Dataset records:
* * *

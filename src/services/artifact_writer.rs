//! 文档输出服务 - 业务能力层
//!
//! 把一个完成的批次交给渲染器，生成 `result_<N>.pdf`。
//! 编号由服务自己持有的单调计数器分配，启动时按输出目录中已有文件数初始化。

use std::path::{Path, PathBuf};
use std::sync::Arc;

use tracing::{debug, warn};

use crate::error::{AppError, AppResult};
use crate::infrastructure::{PageLayout, Renderer};
use crate::models::PageImage;

/// 输出文档扩展名
pub const ARTIFACT_EXTENSION: &str = "pdf";

/// 渲染失败时带回原批次页面，由调用方决定如何保存
#[derive(Debug)]
pub struct FlushFailure {
    pub error: AppError,
    pub pages: Vec<PageImage>,
}

/// 文档输出服务
pub struct ArtifactWriter {
    output_dir: PathBuf,
    renderer: Arc<dyn Renderer>,
    layout: PageLayout,
    next_index: u64,
}

impl ArtifactWriter {
    /// 创建输出服务，计数器从输出目录现有文件数 + 1 开始
    pub fn new(
        output_dir: impl Into<PathBuf>,
        renderer: Arc<dyn Renderer>,
        layout: PageLayout,
    ) -> AppResult<Self> {
        let output_dir = output_dir.into();
        let existing = count_files(&output_dir)?;
        debug!("输出目录已有 {} 个文件", existing);

        Ok(Self {
            output_dir,
            renderer,
            layout,
            next_index: existing as u64 + 1,
        })
    }

    /// 下一个文档编号
    pub fn next_index(&self) -> u64 {
        self.next_index
    }

    /// 输出文件名
    pub fn artifact_name(index: u64) -> String {
        format!("result_{}.{}", index, ARTIFACT_EXTENSION)
    }

    /// 渲染并写出一个批次
    ///
    /// # 返回
    /// 成功时返回文档路径；失败时返回错误和原批次页面
    pub async fn write(&mut self, pages: Vec<PageImage>) -> Result<PathBuf, FlushFailure> {
        let (index, dest) = self.reserve();
        let renderer = Arc::clone(&self.renderer);
        let layout = self.layout;
        let target = dest.clone();

        // 渲染器 panic 时闭包内的引用随之释放，这里仍能取回页面
        let pages = Arc::new(pages);
        let batch = Arc::clone(&pages);
        let joined =
            tokio::task::spawn_blocking(move || renderer.render(&batch, &layout, &target)).await;

        let error = match joined {
            Ok(Ok(())) => {
                self.next_index = index + 1;
                return Ok(dest);
            }
            Ok(Err(error)) => error,
            Err(join_error) => AppError::render(&dest, join_error),
        };
        let pages = Arc::try_unwrap(pages).unwrap_or_else(|shared| shared.as_ref().clone());
        Err(FlushFailure { error, pages })
    }

    /// 取得下一个未被占用的编号
    ///
    /// 输出目录被外部写入时计数可能落后，这里向后跳过已存在的文件名，
    /// 保证不会覆盖已有文档
    fn reserve(&self) -> (u64, PathBuf) {
        let mut index = self.next_index;
        loop {
            let candidate = self.output_dir.join(Self::artifact_name(index));
            if !candidate.exists() {
                return (index, candidate);
            }
            warn!("⚠️ 输出文件已存在，跳过编号: {}", candidate.display());
            index += 1;
        }
    }
}

fn count_files(dir: &Path) -> AppResult<usize> {
    let entries = std::fs::read_dir(dir).map_err(|e| AppError::file("读取目录", dir, e))?;
    let mut count = 0;
    for entry in entries {
        let entry = entry.map_err(|e| AppError::file("读取目录", dir, e))?;
        if entry.file_type().map(|t| t.is_file()).unwrap_or(false) {
            count += 1;
        }
    }
    Ok(count)
}

#[cfg(test)]
mod tests {
    use super::*;
    use std::sync::Mutex;

    /// 记录每次渲染的页面名，并写出一个占位文件
    #[derive(Default)]
    struct RecordingRenderer {
        calls: Mutex<Vec<Vec<String>>>,
        fail: bool,
    }

    impl Renderer for RecordingRenderer {
        fn render(&self, pages: &[PageImage], _layout: &PageLayout, dest: &Path) -> AppResult<()> {
            if self.fail {
                return Err(AppError::render(dest, "模拟失败"));
            }
            self.calls
                .lock()
                .unwrap()
                .push(pages.iter().map(|p| p.file_name.clone()).collect());
            std::fs::write(dest, b"%PDF-stub").map_err(|e| AppError::file("写入", dest, e))
        }
    }

    fn pages(names: &[&str]) -> Vec<PageImage> {
        names
            .iter()
            .enumerate()
            .map(|(i, n)| PageImage::new(*n, i as u32 + 1, vec![1, 2, 3]))
            .collect()
    }

    #[tokio::test]
    async fn test_sequential_names() {
        let dir = tempfile::tempdir().unwrap();
        let renderer = Arc::new(RecordingRenderer::default());
        let mut writer =
            ArtifactWriter::new(dir.path(), renderer.clone(), PageLayout::default()).unwrap();
        assert_eq!(writer.next_index(), 1);

        let first = writer.write(pages(&["img_001.jpg", "img_002.jpg"])).await.unwrap();
        let second = writer.write(pages(&["img_005.jpg"])).await.unwrap();

        assert_eq!(first, dir.path().join("result_1.pdf"));
        assert_eq!(second, dir.path().join("result_2.pdf"));
        let calls = renderer.calls.lock().unwrap();
        assert_eq!(calls[0], vec!["img_001.jpg", "img_002.jpg"]);
        assert_eq!(calls[1], vec!["img_005.jpg"]);
    }

    #[tokio::test]
    async fn test_counter_seeded_from_existing_files() {
        let dir = tempfile::tempdir().unwrap();
        std::fs::write(dir.path().join("result_1.pdf"), b"old").unwrap();
        std::fs::write(dir.path().join("result_2.pdf"), b"old").unwrap();

        let mut writer = ArtifactWriter::new(
            dir.path(),
            Arc::new(RecordingRenderer::default()),
            PageLayout::default(),
        )
        .unwrap();
        assert_eq!(writer.next_index(), 3);

        let path = writer.write(pages(&["img_001.jpg"])).await.unwrap();
        assert_eq!(path, dir.path().join("result_3.pdf"));
        assert_eq!(writer.next_index(), 4);
    }

    #[tokio::test]
    async fn test_skips_names_written_by_others() {
        let dir = tempfile::tempdir().unwrap();
        let mut writer = ArtifactWriter::new(
            dir.path(),
            Arc::new(RecordingRenderer::default()),
            PageLayout::default(),
        )
        .unwrap();

        // 启动后外部写入了同名文件
        std::fs::write(dir.path().join("result_1.pdf"), b"foreign").unwrap();

        let path = writer.write(pages(&["img_001.jpg"])).await.unwrap();
        assert_eq!(path, dir.path().join("result_2.pdf"));
        assert_eq!(std::fs::read(dir.path().join("result_1.pdf")).unwrap(), b"foreign");
    }

    #[tokio::test]
    async fn test_failure_returns_pages_and_keeps_counter() {
        let dir = tempfile::tempdir().unwrap();
        let renderer = Arc::new(RecordingRenderer {
            fail: true,
            ..Default::default()
        });
        let mut writer = ArtifactWriter::new(dir.path(), renderer, PageLayout::default()).unwrap();

        let failure = writer
            .write(pages(&["img_001.jpg", "img_002.jpg"]))
            .await
            .unwrap_err();
        assert!(matches!(failure.error, AppError::Render { .. }));
        assert_eq!(failure.pages.len(), 2);
        assert_eq!(writer.next_index(), 1);
    }

    struct PanickingRenderer;

    impl Renderer for PanickingRenderer {
        fn render(
            &self,
            _pages: &[PageImage],
            _layout: &PageLayout,
            _dest: &Path,
        ) -> AppResult<()> {
            panic!("renderer crashed");
        }
    }

    #[tokio::test]
    async fn test_renderer_panic_returns_pages() {
        let dir = tempfile::tempdir().unwrap();
        let mut writer =
            ArtifactWriter::new(dir.path(), Arc::new(PanickingRenderer), PageLayout::default())
                .unwrap();

        let failure = writer
            .write(pages(&["img_001.jpg", "img_002.jpg"]))
            .await
            .unwrap_err();
        assert!(matches!(failure.error, AppError::Render { .. }));
        let names: Vec<_> = failure.pages.iter().map(|p| p.file_name.as_str()).collect();
        assert_eq!(names, vec!["img_001.jpg", "img_002.jpg"]);
        assert_eq!(writer.next_index(), 1);
    }

    #[test]
    fn test_missing_output_dir_is_error() {
        let result = ArtifactWriter::new(
            "/definitely/not/here",
            Arc::new(RecordingRenderer::default()),
            PageLayout::default(),
        );
        assert!(result.is_err());
    }
}
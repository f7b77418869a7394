//! 文件可用性探测 - 基础设施层
//!
//! 在移动或读取文件之前确认生产者已经写完：
//! 以独占方式打开文件，成功后立即关闭。只是一次探测，不长期持有锁。

use std::fs::{File, OpenOptions};
use std::io;
use std::path::Path;
use std::time::Duration;

use fs2::FileExt;
use tracing::debug;

use crate::config::Config;

/// 文件探测器
///
/// 职责：
/// - 判断文件当前能否被独占打开
/// - 失败时按固定间隔重试，次数有上限
/// - 用尽重试不算错误，文件留待下一轮扫描
#[derive(Debug, Clone)]
pub struct FileProbe {
    max_attempts: u32,
    backoff: Duration,
}

impl FileProbe {
    pub fn new(max_attempts: u32, backoff: Duration) -> Self {
        Self {
            max_attempts: max_attempts.max(1),
            backoff,
        }
    }

    pub fn from_config(config: &Config) -> Self {
        Self::new(config.lock_attempts, config.lock_backoff())
    }

    pub fn max_attempts(&self) -> u32 {
        self.max_attempts
    }

    /// 探测文件是否可用
    ///
    /// # 返回
    /// 文件可以被独占打开时返回 true；文件不存在或所有尝试都失败时返回 false
    pub async fn try_acquire(&self, path: &Path) -> bool {
        for attempt in 1..=self.max_attempts {
            match open_exclusive(path) {
                Ok(()) => return true,
                Err(e) if e.kind() == io::ErrorKind::NotFound => {
                    debug!("文件已不存在: {}", path.display());
                    return false;
                }
                Err(e) => {
                    debug!(
                        "文件被占用 ({}/{}): {} - {}",
                        attempt,
                        self.max_attempts,
                        path.display(),
                        e
                    );
                    tokio::time::sleep(self.backoff).await;
                }
            }
        }
        false
    }
}

/// 以独占方式打开一次并立即释放
fn open_exclusive(path: &Path) -> io::Result<()> {
    let file = open_for_read(path)?;
    // 全限定调用，避免与 std 新增的同名方法混淆
    FileExt::try_lock_exclusive(&file)?;
    FileExt::unlock(&file)?;
    Ok(())
}

#[cfg(windows)]
fn open_for_read(path: &Path) -> io::Result<File> {
    use std::os::windows::fs::OpenOptionsExt;
    // share_mode(0): 其他句柄仍打开时直接失败
    OpenOptions::new().read(true).share_mode(0).open(path)
}

#[cfg(not(windows))]
fn open_for_read(path: &Path) -> io::Result<File> {
    OpenOptions::new().read(true).open(path)
}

* * *

### WHAT YOU WILL DO
What lines in the records contain the word "bool"? Return each one.

### EXERCISE ANSWER
        fail: bool,
    pub async fn try_acquire(&self, path: &Path) -> bool {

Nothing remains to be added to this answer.